A racketeer will stop at nothing to protect his business. Murder and maimings are a regular practice. A young female reporter crosses his path.
Nigel Patrick, usually cool and anchored, plays the racket's second-in-command, and is the only reason for watching this terrible film. His rattling motormouth, working triple-time, enlivens every scene he's in. The veteran Hay Petrie has a small part as a barber/executioner, and manages to generate some menace. The rest of the cast flounder and sink in wave after wave of turgid lines and direction, helplessly lost at sea. One of those films you regret wasting your time on.
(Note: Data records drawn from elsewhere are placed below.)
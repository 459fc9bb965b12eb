//! The per-query state machine.
//!
//! A [`Query`] is driven in two alternating phases. The background phase
//! ([`Query::process_background`]) makes the blocking driver calls and may only run on a
//! worker thread. The foreground phase ([`Query::process_foreground`]) never blocks; it writes
//! output slots and resolves the caller. Pulling streamed payloads may block, so it is a separate
//! step ([`Query::supply_stream_data`]) the scheduler runs on a blocking thread. No two phases
//! ever run concurrently for one query: the scheduler moves the query between them.

mod background;
mod foreground;
pub mod state;

use std::fmt;
use std::sync::atomic::{AtomicU64, Ordering};
use std::time::Duration;

use tokio::sync::oneshot;
use tokio::sync::oneshot::error::TryRecvError;

pub use state::{ForegroundResult, QueryState};

use crate::binding::ParameterBinding;
use crate::driver::StatementHandle;
use crate::error::OdbcMiddlewareError;
use crate::pool::{ConnectionPool, PooledConnection};
use crate::results::{QueryOutcome, ResultSet};
use crate::types::FetchMode;

static NEXT_QUERY_ID: AtomicU64 = AtomicU64::new(1);

type Resolution = Result<QueryOutcome, OdbcMiddlewareError>;

/// Per-query options chosen by the caller.
#[derive(Debug, Clone, Copy, Default, PartialEq, Eq)]
pub struct QuerySettings {
    pub fetch_mode: FetchMode,
    /// Bind a procedure return code ahead of the declared parameters.
    pub return_value: bool,
    /// Report column descriptions with the result.
    pub metadata: bool,
    /// Forwarded to the driver. The only way a running statement is cut short.
    pub timeout: Option<Duration>,
}

/// Caller side of a query: resolves once the query reaches its end.
#[derive(Debug)]
pub struct QueryHandle {
    id: u64,
    receiver: oneshot::Receiver<Resolution>,
}

impl QueryHandle {
    #[must_use]
    pub fn id(&self) -> u64 {
        self.id
    }

    /// Wait for the query to resolve.
    ///
    /// # Errors
    /// Returns the error the query failed with, or `ConnectionError` if the query was dropped
    /// before resolving (e.g. the scheduler shut down).
    pub async fn outcome(self) -> Resolution {
        self.receiver.await.unwrap_or_else(|_| Err(dropped()))
    }

    /// Non-blocking check; `None` while the query is still running.
    pub fn try_outcome(&mut self) -> Option<Resolution> {
        match self.receiver.try_recv() {
            Ok(resolution) => Some(resolution),
            Err(TryRecvError::Empty) => None,
            Err(TryRecvError::Closed) => Some(Err(dropped())),
        }
    }
}

fn dropped() -> OdbcMiddlewareError {
    OdbcMiddlewareError::ConnectionError("query was dropped before it resolved".into())
}

/// One statement execution, from leased connection to resolved caller.
pub struct Query {
    id: u64,
    sql: String,
    params: Vec<ParameterBinding>,
    return_value: Option<ParameterBinding>,
    state: QueryState,
    timeout: Option<Duration>,
    error: Option<OdbcMiddlewareError>,
    no_data: bool,
    /// Index into `params` of the stream the driver is waiting on.
    active_stream: Option<usize>,
    pool: ConnectionPool,
    connection: Option<PooledConnection>,
    statement: Option<Box<dyn StatementHandle>>,
    result_set: Option<ResultSet>,
    resolver: Option<oneshot::Sender<Resolution>>,
    background_runs: usize,
    data_requests: usize,
}

impl fmt::Debug for Query {
    fn fmt(&self, f: &mut fmt::Formatter<'_>) -> fmt::Result {
        f.debug_struct("Query")
            .field("id", &self.id)
            .field("sql", &self.sql)
            .field("state", &self.state)
            .field("params", &self.params.len())
            .field("has_connection", &self.connection.is_some())
            .field("error", &self.error)
            .finish_non_exhaustive()
    }
}

impl Query {
    /// Create a query in [`QueryState::ExecuteStatement`] on an already leased connection.
    pub fn new(
        pool: ConnectionPool,
        connection: PooledConnection,
        sql: impl Into<String>,
        params: Vec<ParameterBinding>,
        settings: QuerySettings,
    ) -> (Self, QueryHandle) {
        let id = NEXT_QUERY_ID.fetch_add(1, Ordering::Relaxed);
        let (resolver, receiver) = oneshot::channel();
        pool.register_query();
        let query = Self {
            id,
            sql: sql.into(),
            params,
            return_value: settings.return_value.then(ParameterBinding::return_value),
            state: QueryState::ExecuteStatement,
            timeout: settings.timeout,
            error: None,
            no_data: false,
            active_stream: None,
            pool,
            connection: Some(connection),
            statement: None,
            result_set: Some(ResultSet::new(settings.fetch_mode, settings.metadata)),
            resolver: Some(resolver),
            background_runs: 0,
            data_requests: 0,
        };
        tracing::debug!(query = id, sql = %query.sql, "created query");
        (query, QueryHandle { id, receiver })
    }

    #[must_use]
    pub fn id(&self) -> u64 {
        self.id
    }

    #[must_use]
    pub fn sql(&self) -> &str {
        &self.sql
    }

    #[must_use]
    pub fn state(&self) -> QueryState {
        self.state
    }

    /// Failure recorded by the background phase, until the foreground phase reports it.
    #[must_use]
    pub fn error(&self) -> Option<&OdbcMiddlewareError> {
        self.error.as_ref()
    }

    /// Execution reported that the statement produced no data.
    #[must_use]
    pub fn no_data(&self) -> bool {
        self.no_data
    }

    #[must_use]
    pub fn has_connection(&self) -> bool {
        self.connection.is_some()
    }

    #[must_use]
    pub fn active_stream(&self) -> Option<usize> {
        self.active_stream
    }

    #[must_use]
    pub fn params(&self) -> &[ParameterBinding] {
        &self.params
    }

    #[must_use]
    pub fn background_runs(&self) -> usize {
        self.background_runs
    }

    /// Number of foreground steps that pulled streamed parameter data.
    #[must_use]
    pub fn data_requests(&self) -> usize {
        self.data_requests
    }

    fn transition(&mut self, next: QueryState) {
        tracing::debug!(query = self.id, from = %self.state, to = %next, "query state transition");
        self.state = next;
    }

    fn fail(&mut self, err: OdbcMiddlewareError) {
        tracing::warn!(query = self.id, state = %self.state, error = %err, "query failed");
        self.error = Some(err);
        self.transition(QueryState::End);
    }

    fn release_statement(&mut self) {
        if let Some(mut statement) = self.statement.take() {
            statement.free_handle();
        }
    }
}

impl Drop for Query {
    fn drop(&mut self) {
        self.release_statement();
        if let Some(connection) = self.connection.take() {
            tracing::warn!(query = self.id, state = %self.state, "query dropped while holding a connection");
            self.pool.return_connection(connection);
        }
        if let Some(binding) = self.return_value.as_mut() {
            binding.dispose();
        }
        for binding in &mut self.params {
            binding.dispose();
        }
        self.pool.finalize_query();
    }
}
In some ways a conventional British B movie gangster film but this is better than another Greville British film 'Guilty' . This one is set only in London and has many cliched aspects to its plot about a gangster meeting his just deserts at the hands of an incorruptible British police, a fearless press, albeit with an American reporter, and justice system. Greville introduces some stylish angles and cuts to enliven the filming but there is not much else of interest to this film beyond his direction even though the screenplay is by Richard Llewellyn. Nigel Patrick's acting stands out but I found his character tiresome after a while and Derek Parr is as usual anodyne. I wonder what Greville really thought about this and all his British-made films?
Gréville had a career in France before moving to the UK in the thirties and was something of a stylist. He transformed unremarkable scripts into imaginative visual works not usual for such budgets. Noose is British film noir, a story of a pair of sparring reporters (Carole Landis in her last role before killing herself, and an anodyne Derek Farr) up against the mafia. And while that doesn't sound likely, particularly as Landis works in the fashion department, it is merely the setting for Gréville's directorial elan, and a few startling performances. Joseph Calleia is memorably menacing as the mob boss, his principle tools being intimidation, torture and a lack of brains. Landis brings some attractive screwball glamour. But, not so much stealing the film, as heisting the whole venture intact, is Nigel Patrick as a motormouth go-to front office mafia fixer. One of the great performances in British films, massively enjoyable, and credit Gréville for allowing Patrick to dominate to such great effect. The film pitches awkwardly between violence and comedy, and the ending is a disaster, but this is a classic because of the directors visual style and Patrick's superb characterisation.